Hundreds of kilowatts, up to megawatts of power output. I'm sure it
adds up. And, since it's public spectrum, they're paying a
significant license fee every year to the Feds for the right to use
the frequency exclusively within their broadcast area.


You are ignoring the antenna gain. One station I worked at fed 130
KW to the antenna for a 5 MW EIRP. The backup generator was a 500 KW
Kohler diesel that was able to power the entire transmitter site,
including the cooling system & A/C.


Erp. You're quite right - I failed to notice that the quoted figures
are EIRP rather than transmitter output power (or similar). This
would bring the per-hour operating cost down by quite a lot.

So, if the whole power budget for a station such as yours is in the
range of 400 kW (output power, transmitter losses and necessary
inefficiency, cooling and airco, and lower-power auxiliary stuff) then
it might be in the range of low tens of dollars per hour in
electricity costs? Not too terrible.



It was around $45,000/month, or about $62.50 an hour when you
subtract the few hours they were off the air, after midnight Sundays.

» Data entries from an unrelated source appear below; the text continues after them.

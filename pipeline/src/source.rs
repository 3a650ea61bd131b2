//! Frame acquisition.
//!
//! Streams MJPEG bytes from a recorded file or a live HTTP URL, splits out
//! complete JPEG images on SOI/EOI markers, decodes them to grayscale and
//! pushes them into the bounded frame queue. The queue never blocks
//! acquisition: a full queue drops the current frame, bounding memory and
//! favoring recency over completeness under overload.

use bytes::BytesMut;
use futures_util::StreamExt;
use std::time::Duration;
use tilewatch_common::config::StreamConfig;
use tilewatch_common::frame::Frame;
use tokio::io::AsyncReadExt;
use tokio::sync::mpsc;
use tokio::sync::mpsc::error::TrySendError;
use tracing::{debug, error, info, warn};

const SOI: &[u8] = &[0xFF, 0xD8, 0xFF];
const EOI: &[u8] = &[0xFF, 0xD9];

const FILE_CHUNK: usize = 64 * 1024;

/// What acquisition hands the processing task.
#[derive(Debug)]
pub enum SourceItem {
    Frame(Frame),
    /// Emitted exactly once, when a finite recorded source reaches
    /// end-of-stream.
    EndOfStream,
}

#[derive(Debug, thiserror::Error)]
pub enum SourceError {
    #[error("failed to open {0}: {1}")]
    Open(String, std::io::Error),
    #[error("read error: {0}")]
    Read(std::io::Error),
    #[error("HTTP connection failed: {0}")]
    HttpConnect(reqwest::Error),
    #[error("HTTP stream error: {0}")]
    HttpStream(reqwest::Error),
    #[error("HTTP status {0}")]
    HttpStatus(u16),
}

enum SourceEnd {
    /// Recorded file fully consumed.
    Finite,
    /// Live stream ended; reconnect.
    Live,
    /// Processing side went away; stop acquiring.
    Closed,
}

/// Acquisition task body. Runs for the process lifetime on a live source;
/// returns after the sentinel on a recorded one.
pub async fn run_acquisition(cfg: StreamConfig, tx: mpsc::Sender<SourceItem>) {
    let retry = Duration::from_secs(cfg.retry_secs);
    let mut acq = Acquisition {
        skip: 0,
        seq: 0,
        dropped: 0,
        frame_skip: cfg.frame_skip,
        tx,
    };
    loop {
        let result = if let Some(path) = &cfg.source_path {
            info!(path = %path, "opening recorded source");
            acq.stream_file(path).await
        } else if let Some(url) = &cfg.source_url {
            info!(url = %url, "connecting to live stream");
            acq.stream_http(url).await
        } else {
            error!("no frame source configured");
            return;
        };
        match result {
            Ok(SourceEnd::Finite) => {
                info!(frames = acq.seq, dropped = acq.dropped, "recorded source ended");
                let _ = acq.tx.send(SourceItem::EndOfStream).await;
                return;
            }
            Ok(SourceEnd::Live) => {
                info!("live stream ended, reconnecting in {:?}", retry);
            }
            Ok(SourceEnd::Closed) => {
                info!("frame queue closed, stopping acquisition");
                return;
            }
            Err(e) => {
                error!(error = %e, "frame source error, retrying in {:?}", retry);
            }
        }
        tokio::time::sleep(retry).await;
    }
}

struct Acquisition {
    /// Frames left to discard before the next emitted one.
    skip: u32,
    seq: u64,
    dropped: u64,
    frame_skip: u32,
    tx: mpsc::Sender<SourceItem>,
}

impl Acquisition {
    async fn stream_file(&mut self, path: &str) -> Result<SourceEnd, SourceError> {
        let mut file = tokio::fs::File::open(path)
            .await
            .map_err(|e| SourceError::Open(path.to_string(), e))?;
        let mut splitter = JpegSplitter::default();
        let mut chunk = vec![0u8; FILE_CHUNK];
        loop {
            let n = file.read(&mut chunk).await.map_err(SourceError::Read)?;
            if n == 0 {
                return Ok(SourceEnd::Finite);
            }
            splitter.push(&chunk[..n]);
            while let Some(jpeg) = splitter.next_image() {
                if !self.emit(&jpeg) {
                    return Ok(SourceEnd::Closed);
                }
            }
        }
    }

    async fn stream_http(&mut self, url: &str) -> Result<SourceEnd, SourceError> {
        let client = reqwest::Client::builder()
            .connect_timeout(Duration::from_secs(10))
            .build()
            .map_err(SourceError::HttpConnect)?;
        let response = client.get(url).send().await.map_err(SourceError::HttpConnect)?;
        if !response.status().is_success() {
            return Err(SourceError::HttpStatus(response.status().as_u16()));
        }
        info!(status = %response.status(), "connected to stream");

        let mut byte_stream = response.bytes_stream();
        let mut splitter = JpegSplitter::default();
        while let Some(chunk) = byte_stream.next().await {
            let chunk = chunk.map_err(SourceError::HttpStream)?;
            splitter.push(&chunk);
            while let Some(jpeg) = splitter.next_image() {
                if !self.emit(&jpeg) {
                    return Ok(SourceEnd::Closed);
                }
            }
        }
        Ok(SourceEnd::Live)
    }

    /// Decode and enqueue one JPEG. Returns false when the receiver is gone.
    fn emit(&mut self, jpeg: &[u8]) -> bool {
        if self.skip > 0 {
            self.skip -= 1;
            return true;
        }
        self.skip = self.frame_skip;

        let gray = match image::load_from_memory(jpeg) {
            Ok(img) => img.to_luma8(),
            Err(e) => {
                warn!(error = %e, bytes = jpeg.len(), "undecodable frame, skipping");
                return true;
            }
        };
        let (width, height) = (gray.width(), gray.height());
        let frame = Frame::new(gray.into_raw(), width, height, self.seq);
        self.seq += 1;
        match self.tx.try_send(SourceItem::Frame(frame)) {
            Ok(()) => true,
            Err(TrySendError::Full(_)) => {
                self.dropped += 1;
                if self.dropped % 60 == 1 {
                    debug!(dropped = self.dropped, "frame queue full, dropping");
                }
                true
            }
            Err(TrySendError::Closed(_)) => false,
        }
    }
}

/// Incremental JPEG splitter over an MJPEG byte stream. Works on raw
/// concatenated JPEG files and on multipart HTTP streams alike: part
/// headers never contain a JPEG start-of-image sequence, so scanning for
/// SOI/EOI markers skips them.
#[derive(Default)]
struct JpegSplitter {
    buf: BytesMut,
}

impl JpegSplitter {
    fn push(&mut self, data: &[u8]) {
        self.buf.extend_from_slice(data);
    }

    fn next_image(&mut self) -> Option<Vec<u8>> {
        match find_subsequence(&self.buf, SOI) {
            Some(start) => {
                // Discard garbage ahead of the frame start.
                let _ = self.buf.split_to(start);
            }
            None => {
                // No frame start anywhere. A source that never produces one
                // (non-MJPEG body, corrupted feed) must not accumulate; only
                // the last bytes could still complete a split marker.
                if self.buf.len() >= SOI.len() {
                    let keep_from = self.buf.len() - (SOI.len() - 1);
                    let _ = self.buf.split_to(keep_from);
                }
                return None;
            }
        }
        let end = SOI.len() + find_subsequence(&self.buf[SOI.len()..], EOI)?;
        let image = self.buf[..end + EOI.len()].to_vec();
        let _ = self.buf.split_to(end + EOI.len());
        Some(image)
    }
}

/// Find the position of `needle` in `haystack`.
fn find_subsequence(haystack: &[u8], needle: &[u8]) -> Option<usize> {
    haystack
        .windows(needle.len())
        .position(|window| window == needle)
}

What I suspect that the stations would like to do would be to be able
to sell/auction off the spectrum rights.



They don't own the spectrum they use. If they stop using it, the FCC
voids their license.


VHF and UHF spectrum is
limited and expensive, and there are probably commercial applications
(e.g. cellphone and Internet access) which would pay quite a lot for
access to a 6 MHz slice of spectrum. If the local stations could
shift over to non-broadcast signal distribution without losing more
than a small fraction of their viewership they'd probably find it very
attractive to do so (assuming that they can get regulatory approval).



Those frequencies are rather useless for cell or broadband. VHF has
too much noise and skip. All of the UHF band wouldn't gain much,
compared to microwave bands where smaller antennas would be useful.


If this trend plays out, it would tend to throw "free access to at
least basic TV news and entertainment" into the waste-can of history,
as the signals would not be available via any non-pay distribution
system. In the past I believe that there were public-safety and
social-benefit arguments made in terms of ensuring free access to the
broadcast media; whether this philosophy will hold true in the future
is anyone's guess.



Actually, they could move free TV broadcast to the KU band, and offer
dumbed down sat receivers cheap or for free. US OTA stations are
carried by Dish & Direct TV. A featureless sat receiver could be built
to only allow reception to stations currently available. A complete GPS
receiver & antenna module is now under $20. No need for an account,
just plug & play on existing TVs.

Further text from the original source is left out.